Doctors have tried for decades to simulate how an individual’s tumors will respond to certain drugs, after they’ve been surgically removed and tested in the lab dish, Olson says. But as any biologist will tell you, tumors behave differently in a lab dish than they do inside the body in real time. Using the Presage method, doctors can watch how a tumor is responding inside the body to a given drug, Olson says.
This idea hasn’t exactly gone mainstream just yet. It has been funded for years by charitable donations given to the Hutchinson Center, precisely for the kind of off-the-wall ideas with big potential that don’t tend to attract peer-reviewed federal research grants.
“The grants we’ve written were rejected,” Olson says. “They said we were overly ambitious. I don’t know how you can be overly ambitious when you’re trying to cure cancer.”
Presage is getting started with a group of about 10 employees who are all working for equity, without salaries, Olson says. Kreiner, a former senior vice president of sales and marketing with Santa Clara, CA-based Affymetrix (NASAQ: AFFX), has known Olson for years through that previous company. When Olson told him about this idea last fall, Kreiner, now a consultant, was intrigued enough to take the lead and build it into a company.

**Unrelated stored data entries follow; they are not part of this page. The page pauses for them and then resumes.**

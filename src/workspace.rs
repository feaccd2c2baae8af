//! Persistent working location under the home directory.
//!
//! Values files handed to the editor are written below it, one directory per
//! namespace and release. Failing to create it is the only fatal startup error.

use crate::constants::{LOG_FILE_NAME, VALUES_FILE_NAME, WORKDIR_NAME};
use anyhow::{Context, Result};
use std::path::{Component, Path, PathBuf};

#[derive(Debug, Clone, PartialEq, Eq)]
pub struct Workspace {
    root: PathBuf,
}

impl Workspace {
    /// Create (if needed) `~/.helm-tui`.
    pub fn acquire() -> Result<Self> {
        let home = dirs::home_dir().ok_or_else(|| anyhow::anyhow!("Could not determine home directory"))?;
        Self::at(home.join(WORKDIR_NAME))
    }

    /// Create (if needed) and use `root`.
    pub fn at(root: impl Into<PathBuf>) -> Result<Self> {
        let root = root.into();
        std::fs::create_dir_all(&root)
            .with_context(|| format!("Failed to create working directory: {}", root.display()))?;
        Ok(Self { root })
    }

    pub fn root(&self) -> &Path {
        &self.root
    }

    pub fn log_file(&self) -> PathBuf {
        self.root.join(LOG_FILE_NAME)
    }

    /// `<root>/<namespace>/<release>`, or `None` unless both names are plain
    /// path segments. The result always lies strictly below the root.
    pub fn release_dir(&self, namespace: &str, release: &str) -> Option<PathBuf> {
        if check_name("namespace", namespace).is_err() || check_name("release", release).is_err() {
            log::warn!("Workspace: refusing path for {:?}/{:?}", namespace, release);
            return None;
        }
        let dir = self.root.join(namespace).join(release);
        let below_root = dir
            .strip_prefix(&self.root)
            .is_ok_and(|rest| rest.components().count() == 2 && rest.components().all(|c| matches!(c, Component::Normal(_))));
        below_root.then_some(dir)
    }

    /// `<root>/<namespace>/<release>/values.yaml`
    pub fn values_file(&self, namespace: &str, release: &str) -> Option<PathBuf> {
        self.release_dir(namespace, release).map(|dir| dir.join(VALUES_FILE_NAME))
    }

    /// Write editor content, creating parent directories.
    pub fn write_values(path: &Path, content: &str) -> Result<()> {
        if let Some(parent) = path.parent() {
            std::fs::create_dir_all(parent)
                .with_context(|| format!("Failed to create values directory: {}", parent.display()))?;
        }
        std::fs::write(path, content).with_context(|| format!("Failed to write values file: {}", path.display()))
    }
}

/// A release or namespace name usable as one directory below the workspace.
pub fn check_name(what: &str, name: &str) -> Result<(), String> {
    if name.is_empty() {
        return Err(format!("The {} name is required", what));
    }
    let single_segment = matches!(
        Path::new(name).components().collect::<Vec<_>>().as_slice(),
        [Component::Normal(segment)] if *segment == std::ffi::OsStr::new(name)
    );
    if name == "." || name == ".." || name.contains(['/', '\\']) || !single_segment {
        return Err(format!("Invalid {} name: {}", what, name));
    }
    Ok(())
}
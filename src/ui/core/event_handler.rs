use super::actions::Action;
use crossterm::event::{poll, Event, KeyEvent, KeyEventKind};
use tokio::sync::mpsc;
use tokio::time::Duration;

/// Merges terminal input with background actions.
pub struct EventHandler {
    tick_rate: Duration,
    receiver: mpsc::UnboundedReceiver<Action>,
}

impl EventHandler {
    pub fn new(tick_rate: Duration, receiver: mpsc::UnboundedReceiver<Action>) -> Self {
        Self { tick_rate, receiver }
    }

    /// Next message for the loop: a queued background action first, then
    /// terminal input, otherwise a tick after waiting up to `tick_rate` for
    /// background work.
    pub async fn next_event(&mut self) -> anyhow::Result<EventType> {
        if let Ok(action) = self.receiver.try_recv() {
            return Ok(EventType::Background(action));
        }

        // Check for terminal events without blocking first
        if poll(Duration::from_millis(0))? {
            return Ok(match crossterm::event::read()? {
                Event::Key(key) if key.kind == KeyEventKind::Press => EventType::Key(key),
                Event::Resize(w, h) => EventType::Resize(w, h),
                _ => EventType::Other,
            });
        }

        tokio::select! {
            Some(action) = self.receiver.recv() => Ok(EventType::Background(action)),
            _ = tokio::time::sleep(self.tick_rate) => Ok(EventType::Tick),
        }
    }
}

#[derive(Debug, Clone)]
pub enum EventType {
    Key(KeyEvent),
    Resize(u16, u16),
    Background(Action),
    Tick,
    Other,
}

The next steps for Presage are to finish up technology development work to make the device cheap and simple so that any doctor can use it, and make it pump drugs properly, Olson says. Presage envisions a business model in which tumor samples injected with the multiple drugs get surgically removed. They would be shipped in a formaldehyde mixture to prevent the tumor from decaying. The package would be sent to a central lab for analysis to ensure accuracy and a quick response to the physician, Olson says.
Presage hopes to raise $3 million in a Series A financing. It also hopes to get $2.4 million through a Small Business Technology Transfer grant from the Small Business Administration. That should help the company complete its final engineering, and start clinical trials about 18 months later. The initial clinical trial has been designed in patients with mantle cell lymphoma, because they don’t have long to live, and so a clinical trial can provide an answer relatively quickly. Presage hopes to show its method allows doctors to pick drugs that help people live longer than they otherwise would when the doctor is using his or her best judgment.
Oliver Press, a lymphoma expert at the Hutch, is one of the investigators eager to see how this might work in a clinical trial, Olson says. Kreiner and Olson have talked to venture capitalists about it, although they think the idea is still too early-stage for most VCs, especially in the economic downturn.
Further in the future, Olson said he can imagine selling this device to pharmaceutical and biotech companies, who might use it as a drug discovery tool. A cutting-edge RNA interference treatment, say, could be compared side-by-side in a mouse tumor with a standard chemotherapy, or scientists could mix and match for the best combinations. I wondered if it might even be used to deliver chemotherapy drugs more uniformly throughout a 3-D tumor than a needle with a single hole pumping out drug through the end.
But Olson, even though he’s a scientist trained to think about many possibilities, brought me back to the single original application. He insists the technology should be used initially to help doctors pick the right cancer drug for a patient, and quit using the wrong ones. It was a disciplined move that I would expect more of a seasoned businessman than a researcher.
“To be successful, we will have to have a single focus,” Olson says.